**PROVIDED DATA:**
---+---
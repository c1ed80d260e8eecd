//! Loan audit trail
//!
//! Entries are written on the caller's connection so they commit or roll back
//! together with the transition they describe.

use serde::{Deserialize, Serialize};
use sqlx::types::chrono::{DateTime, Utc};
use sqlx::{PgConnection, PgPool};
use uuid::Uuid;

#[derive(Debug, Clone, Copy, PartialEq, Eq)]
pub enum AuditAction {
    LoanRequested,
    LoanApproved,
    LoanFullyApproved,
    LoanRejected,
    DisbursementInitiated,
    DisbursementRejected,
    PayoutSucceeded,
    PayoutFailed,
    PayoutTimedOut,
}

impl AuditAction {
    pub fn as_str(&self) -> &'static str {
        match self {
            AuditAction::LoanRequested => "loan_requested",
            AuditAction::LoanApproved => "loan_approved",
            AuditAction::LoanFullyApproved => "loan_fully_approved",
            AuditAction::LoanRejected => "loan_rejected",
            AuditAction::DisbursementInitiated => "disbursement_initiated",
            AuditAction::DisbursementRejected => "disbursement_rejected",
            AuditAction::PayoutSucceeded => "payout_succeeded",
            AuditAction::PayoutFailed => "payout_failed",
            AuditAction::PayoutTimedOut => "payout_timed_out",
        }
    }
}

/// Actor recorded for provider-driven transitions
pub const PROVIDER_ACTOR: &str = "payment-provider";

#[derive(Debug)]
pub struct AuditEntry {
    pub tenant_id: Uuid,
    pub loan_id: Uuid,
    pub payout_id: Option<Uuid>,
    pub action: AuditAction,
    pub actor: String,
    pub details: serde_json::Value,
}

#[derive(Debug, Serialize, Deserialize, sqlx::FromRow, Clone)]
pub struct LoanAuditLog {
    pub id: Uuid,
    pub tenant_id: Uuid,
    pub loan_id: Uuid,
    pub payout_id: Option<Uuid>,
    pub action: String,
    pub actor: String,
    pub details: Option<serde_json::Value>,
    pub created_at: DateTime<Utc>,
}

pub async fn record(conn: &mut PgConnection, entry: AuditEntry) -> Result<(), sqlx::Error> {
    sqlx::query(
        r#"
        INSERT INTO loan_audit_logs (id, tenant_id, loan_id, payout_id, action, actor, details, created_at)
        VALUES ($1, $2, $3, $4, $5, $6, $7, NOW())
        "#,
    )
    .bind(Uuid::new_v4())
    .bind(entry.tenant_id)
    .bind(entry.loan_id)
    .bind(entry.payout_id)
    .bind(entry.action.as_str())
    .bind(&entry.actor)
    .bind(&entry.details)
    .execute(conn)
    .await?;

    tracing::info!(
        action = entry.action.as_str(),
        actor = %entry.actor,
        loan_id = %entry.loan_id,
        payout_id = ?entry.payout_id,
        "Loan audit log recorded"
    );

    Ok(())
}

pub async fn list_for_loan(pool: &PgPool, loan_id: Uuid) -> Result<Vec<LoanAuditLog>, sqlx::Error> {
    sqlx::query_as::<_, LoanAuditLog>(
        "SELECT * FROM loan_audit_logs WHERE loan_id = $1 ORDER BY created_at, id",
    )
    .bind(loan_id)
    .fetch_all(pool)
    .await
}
---+---
**ABOUT THIS EXERCISE:**
Throughout the records above, find the lines in which the word "struct" appears and return them.

**RESPONSE TO THIS TASK:**
pub struct AuditEntry {
pub struct LoanAuditLog {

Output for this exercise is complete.